Um erste Schritte zu machen können vor allem sogenannte bildungsorientierte Programmiersprachen hilfreich sein. Normalerweise müssen für die Arbeit mit Programmiersprachen, ähnlich wie bei gesprochenen Sprachen auch, in mühsamer Kleinarbeit Vokabeln, Grammatik und Syntax gelernt werden. Um das zu vereinfachen kommen verschiedene Hilfsmittel zum Einsatz. Etwa Textbausteine, die zusammengeklickt werden können oder eine abgespeckte Auswahl an Vokabeln, die mit zusätzlichen Erklärungen versehen sind. "Blockbasierte Programmiersprachen wurden dafür entwickelt diese Hürde so niedrig wie möglich zu halten. Man kann im Prinzip keine Syntaxfehler machen, was sonst häufig bei den Neulingen der Fall ist und demotiviert", erklärt Didaktikerin Olari.
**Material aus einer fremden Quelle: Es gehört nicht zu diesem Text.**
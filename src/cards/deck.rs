//! The deck: every card of one game in board order.
//!
//! Cards live in an `im::Vector` so session snapshots share structure with
//! the live deck instead of copying it. A side index maps ids to positions;
//! it is rebuilt whenever the order changes.

use im::Vector;
use rustc_hash::FxHashMap;
use smallvec::SmallVec;
use thiserror::Error;

use super::card::{Card, CardId};
use super::grid::{self, GridPosition};
use crate::core::{DeckConfig, GameRng};

/// Invalid explicit deck layout.
#[derive(Clone, Debug, PartialEq, Eq, Error)]
pub enum DeckError {
    #[error("deck is empty")]
    Empty,

    #[error("duplicate card id {0}")]
    DuplicateId(CardId),

    #[error("value {value} appears {count} times, expected a pair")]
    UnpairedValue { value: i32, count: usize },

    #[error("at most one special card is supported, got {0}")]
    TooManySpecials(usize),

    #[error("layout has {actual} cards, session expects {expected}")]
    SizeMismatch { expected: usize, actual: usize },
}

/// Ordered cards of one game.
#[derive(Clone, Debug)]
pub struct Deck {
    cards: Vector<Card>,
    positions: FxHashMap<CardId, usize>,
}

impl Deck {
    /// Build the unshuffled deck described by `config`.
    ///
    /// Pair `i` gets ids `2i` and `2i + 1`; special cards follow.
    #[must_use]
    pub fn ordered(config: &DeckConfig) -> Self {
        let mut cards = Vector::new();
        for value in 0..config.pairs_count {
            let value_i32 = value as i32;
            cards.push_back(Card::pair(CardId::new((value * 2) as u32), value_i32));
            cards.push_back(Card::pair(CardId::new((value * 2 + 1) as u32), value_i32));
        }
        for k in 0..config.special_count {
            cards.push_back(Card::special(CardId::new((config.pairs_count * 2 + k) as u32)));
        }
        Self::indexed(cards)
    }

    /// Build and shuffle a fresh deck.
    #[must_use]
    pub fn shuffled(config: &DeckConfig, rng: &mut GameRng) -> Self {
        let mut deck = Self::ordered(config);
        deck.shuffle(rng);
        deck
    }

    /// Use an explicit layout (replays, fixed boards).
    ///
    /// Every non-special value must appear exactly twice and at most one
    /// card may be special, so the layout is always winnable. Flip and
    /// match flags are taken as given.
    pub fn from_cards(cards: impl IntoIterator<Item = Card>) -> Result<Self, DeckError> {
        let cards: Vector<Card> = cards.into_iter().collect();
        if cards.is_empty() {
            return Err(DeckError::Empty);
        }

        let mut positions = FxHashMap::default();
        let mut value_counts: FxHashMap<i32, usize> = FxHashMap::default();
        let mut specials = 0;
        for (index, card) in cards.iter().enumerate() {
            if positions.insert(card.id, index).is_some() {
                return Err(DeckError::DuplicateId(card.id));
            }
            if card.is_special {
                specials += 1;
            } else {
                *value_counts.entry(card.value).or_default() += 1;
            }
        }

        if specials > 1 {
            return Err(DeckError::TooManySpecials(specials));
        }
        let mut unpaired: Vec<(i32, usize)> = value_counts
            .into_iter()
            .filter(|&(_, count)| count != 2)
            .collect();
        unpaired.sort_unstable();
        if let Some(&(value, count)) = unpaired.first() {
            return Err(DeckError::UnpairedValue { value, count });
        }

        Ok(Self { cards, positions })
    }

    fn indexed(cards: Vector<Card>) -> Self {
        let positions = cards
            .iter()
            .enumerate()
            .map(|(index, card)| (card.id, index))
            .collect();
        Self { cards, positions }
    }

    /// Shuffle uniformly in place. Ids are unaffected.
    pub fn shuffle(&mut self, rng: &mut GameRng) {
        let mut cards: Vec<Card> = self.cards.iter().copied().collect();
        rng.shuffle(&mut cards);
        *self = Self::indexed(cards.into_iter().collect());
    }

    #[must_use]
    pub fn len(&self) -> usize {
        self.cards.len()
    }

    #[must_use]
    pub fn is_empty(&self) -> bool {
        self.cards.is_empty()
    }

    /// Cards in board order.
    pub fn iter(&self) -> impl Iterator<Item = &Card> {
        self.cards.iter()
    }

    /// Persistent handle to the cards, O(1) to clone.
    #[must_use]
    pub fn cards(&self) -> &Vector<Card> {
        &self.cards
    }

    /// Board position of a card.
    #[must_use]
    pub fn position_of(&self, id: CardId) -> Option<usize> {
        self.positions.get(&id).copied()
    }

    #[must_use]
    pub fn get(&self, id: CardId) -> Option<&Card> {
        self.position_of(id).and_then(|index| self.cards.get(index))
    }

    pub fn get_mut(&mut self, id: CardId) -> Option<&mut Card> {
        let index = self.position_of(id)?;
        self.cards.get_mut(index)
    }

    #[must_use]
    pub fn at(&self, index: usize) -> Option<&Card> {
        self.cards.get(index)
    }

    /// Row and column of a card on a board `grid_size` wide.
    #[must_use]
    pub fn grid_position(&self, id: CardId, grid_size: usize) -> Option<GridPosition> {
        self.position_of(id)
            .map(|index| GridPosition::of_index(index, grid_size))
    }

    /// Ids of the cards orthogonally adjacent to `id`.
    #[must_use]
    pub fn neighbors_of(&self, id: CardId, grid_size: usize) -> SmallVec<[CardId; 4]> {
        let Some(index) = self.position_of(id) else {
            return SmallVec::new();
        };
        grid::neighbors(index, self.cards.len(), grid_size)
            .into_iter()
            .filter_map(|i| self.cards.get(i).map(|card| card.id))
            .collect()
    }

    /// True when every non-special card is matched.
    #[must_use]
    pub fn all_pairs_matched(&self) -> bool {
        self.cards
            .iter()
            .filter(|card| !card.is_special)
            .all(|card| card.is_matched)
    }
}

#[cfg(test)]
mod tests {
    use super::*;

    fn config(pairs_count: usize, special_count: usize) -> DeckConfig {
        DeckConfig {
            pairs_count,
            special_count,
            grid_size: 5,
        }
    }

    #[test]
    fn test_ordered_layout() {
        let deck = Deck::ordered(&config(12, 1));
        assert_eq!(deck.len(), 25);

        let first = deck.at(0).unwrap();
        let second = deck.at(1).unwrap();
        assert_eq!((first.id, first.value), (CardId::new(0), 0));
        assert_eq!((second.id, second.value), (CardId::new(1), 0));

        let special = deck.get(CardId::new(24)).unwrap();
        assert!(special.is_special);
        assert_eq!(deck.iter().filter(|c| c.is_special).count(), 1);
    }

    #[test]
    fn test_shuffle_preserves_identity() {
        let mut rng = GameRng::new(42);
        let deck = Deck::shuffled(&config(12, 1), &mut rng);
        let ordered = Deck::ordered(&config(12, 1));

        for card in ordered.iter() {
            let shuffled = deck.get(card.id).unwrap();
            assert_eq!(shuffled.value, card.value);
            assert_eq!(shuffled.is_special, card.is_special);
            assert_eq!(deck.at(deck.position_of(card.id).unwrap()), Some(shuffled));
        }
    }

    #[test]
    fn test_same_seed_same_deal() {
        let a = Deck::shuffled(&config(12, 1), &mut GameRng::new(9));
        let b = Deck::shuffled(&config(12, 1), &mut GameRng::new(9));
        let ids_a: Vec<_> = a.iter().map(|c| c.id).collect();
        let ids_b: Vec<_> = b.iter().map(|c| c.id).collect();
        assert_eq!(ids_a, ids_b);
    }

    #[test]
    fn test_from_cards_rejects_duplicates() {
        let cards = vec![Card::pair(CardId::new(0), 0), Card::pair(CardId::new(0), 0)];
        assert_eq!(
            Deck::from_cards(cards).unwrap_err(),
            DeckError::DuplicateId(CardId::new(0))
        );
        assert_eq!(Deck::from_cards(Vec::new()).unwrap_err(), DeckError::Empty);
    }

    #[test]
    fn test_from_cards_requires_exact_pairs() {
        let single = vec![
            Card::pair(CardId::new(0), 0),
            Card::pair(CardId::new(1), 1),
            Card::pair(CardId::new(2), 1),
        ];
        assert_eq!(
            Deck::from_cards(single).unwrap_err(),
            DeckError::UnpairedValue { value: 0, count: 1 }
        );

        let triple = vec![
            Card::pair(CardId::new(0), 0),
            Card::pair(CardId::new(1), 0),
            Card::pair(CardId::new(2), 1),
            Card::pair(CardId::new(3), 1),
            Card::pair(CardId::new(4), 1),
        ];
        assert_eq!(
            Deck::from_cards(triple).unwrap_err(),
            DeckError::UnpairedValue { value: 1, count: 3 }
        );
    }

    #[test]
    fn test_from_cards_allows_one_special() {
        let pair = [Card::pair(CardId::new(0), 0), Card::pair(CardId::new(1), 0)];

        let one: Vec<Card> = pair.iter().copied().chain([Card::special(CardId::new(2))]).collect();
        assert_eq!(Deck::from_cards(one).unwrap().len(), 3);

        let two: Vec<Card> = pair
            .iter()
            .copied()
            .chain([Card::special(CardId::new(2)), Card::special(CardId::new(3))])
            .collect();
        assert_eq!(
            Deck::from_cards(two).unwrap_err(),
            DeckError::TooManySpecials(2)
        );
    }

    #[test]
    fn test_neighbors_follow_current_order() {
        let deck = Deck::ordered(&config(12, 1));
        // Unshuffled, card id == position.
        let ids: Vec<u32> = deck.neighbors_of(CardId::new(12), 5).iter().map(|c| c.raw()).collect();
        assert_eq!(ids, vec![7, 17, 11, 13]);
        assert_eq!(
            deck.grid_position(CardId::new(24), 5),
            Some(GridPosition::new(4, 4))
        );
    }

    #[test]
    fn test_all_pairs_matched_ignores_special() {
        let mut deck = Deck::ordered(&config(1, 1));
        assert!(!deck.all_pairs_matched());

        deck.get_mut(CardId::new(0)).unwrap().mark_matched();
        deck.get_mut(CardId::new(1)).unwrap().mark_matched();
        assert!(deck.all_pairs_matched());
        assert!(!deck.get(CardId::new(2)).unwrap().is_matched);
    }
}
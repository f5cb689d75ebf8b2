//! MIME type resolution and pipeline dispatch.
//!
//! Resolution prefers the caller's declared type, then falls back to
//! sniffing the content bytes: magic numbers for raster formats, a markup
//! check for SVG (which has no magic number).

use std::path::Path;

use crate::meta::MetaError;

/// MIME type constants for the supported image families.
pub mod types {
    pub const PNG: &str = "image/png";
    pub const JPEG: &str = "image/jpeg";
    pub const WEBP: &str = "image/webp";
    pub const SVG: &str = "image/svg+xml";
}

/// Pipeline dispatch over the two source families.
///
/// A closed enum so both pipelines are handled exhaustively at the
/// assembly site.
#[derive(Debug, Clone, Copy, PartialEq, Eq)]
pub enum SourceKind {
    Raster,
    Vector,
}

/// Guess MIME type from a file extension.
///
/// Returns `None` for extensions outside the supported set; the batch
/// driver uses this to filter walked directories.
pub fn from_path(path: &Path) -> Option<&'static str> {
    match path.extension().and_then(|e| e.to_str()) {
        Some("svg") => Some(types::SVG),
        Some("png") => Some(types::PNG),
        Some("jpg" | "jpeg") => Some(types::JPEG),
        Some("webp") => Some(types::WEBP),
        _ => None,
    }
}

/// Check if the MIME type represents an image.
pub fn is_image(mime: &str) -> bool {
    mime.starts_with("image/")
}

/// Sniff a MIME type from content bytes.
///
/// Only image types resolve. `infer` hits outside `image/*` fall through
/// to the SVG check: an SVG with an XML prolog sniffs as `text/xml` and
/// must still land in the vector pipeline.
pub fn sniff(bytes: &[u8]) -> Option<&'static str> {
    if let Some(kind) = infer::get(bytes) {
        let mime = kind.mime_type();
        if is_image(mime) {
            return Some(mime);
        }
    }
    if looks_like_svg(bytes) {
        return Some(types::SVG);
    }
    None
}

/// Resolve the MIME type and pipeline for one input.
///
/// An empty declared string counts as absent. Non-image resolutions are
/// `UnsupportedType`; unresolvable bytes are `UnknownType`.
pub fn resolve(bytes: &[u8], declared: Option<&str>) -> Result<(String, SourceKind), MetaError> {
    let mimetype = match declared {
        Some(m) if !m.is_empty() => m.to_string(),
        _ => sniff(bytes).ok_or(MetaError::UnknownType)?.to_string(),
    };

    if mimetype == types::SVG {
        Ok((mimetype, SourceKind::Vector))
    } else if is_image(&mimetype) {
        Ok((mimetype, SourceKind::Raster))
    } else {
        Err(MetaError::UnsupportedType(mimetype))
    }
}

/// Markup check for SVG: leading `<` after whitespace plus an `<svg` tag
/// somewhere in the document (doctype or comments may precede it).
fn looks_like_svg(bytes: &[u8]) -> bool {
    let text = String::from_utf8_lossy(bytes);
    let trimmed = text.trim_start_matches('\u{feff}').trim_start();
    trimmed.starts_with('<') && trimmed.contains("<svg")
}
Beispiele wären etwa Scratch, NEPO oder Small Basic.

Scratch und NEPO

Scratch und NEPO basieren auf ebendiesen Textblöcken. Jeder Block hat einen vorgeschriebenen Befehl, an dem einzelne Parameter verändert werden können. Scratch wurde 2007 am Massachusetts Institute of Technology (MIT) entwickelt und ist eng mit einer Online Plattform verbunden. Dort ist es möglich Tutorials anzuschauen, Projekte zu teilen und die Projekte anderer zu testen. Die Sprache lässt sich unkompliziert und kostenlos über einen Browser nutzen. Bei NEPO handelt es sich um eine Programmiersprache, die vor allem im Open Roberta Lab Anwendung findet. Das Open Roberta Lab wird vom Fraunhofer IAIS betrieben und ist Teil der Roberta Initiative, die seit über 18 Jahren Kindern, Jugendlichen und jungen Erwachsenen MINT-Konzepte vermittelt. Auch NEPO ist kostenfrei und über einen Browser nutzbar. Beide Programmiersprachen sind in eine integrierte Entwicklungsumgebung (IDE) eingebunden.

Integrierte Entwicklungsumgebung

Geschriebene Codes müssen nämlich mit einem „Compiler“, zu Deutsch Übersetzer, verarbeitet werden, damit sie ihre Funktion erfüllen. Um als Anfänger nicht die Auswahl einer Programmiersprache, eines Compilers und weiterer Hilfsmittel treffen zu müssen, kombinieren integrierte Entwicklungsumgebungen alle Funktionen miteinander. Der Begriff IDE stammt aus dem Englischen und steht für integrated development environment. Mit manchen IDEs, wie dem MIT App Inventor, lassen sich sogar ganze Apps programmieren. "Das funktioniert mit einer Blocksprache, wie sie auch bei Scratch oder NEPO benutzt wird. Als Einstieg oder um Blut zu lecken und zu merken, wie amüsant und unterhaltsam das ist, ist das eine gute Sache. Besonders bei einer App, die man sofort jemandem zeigen kann", ist die Informatikerin Rothe überzeugt.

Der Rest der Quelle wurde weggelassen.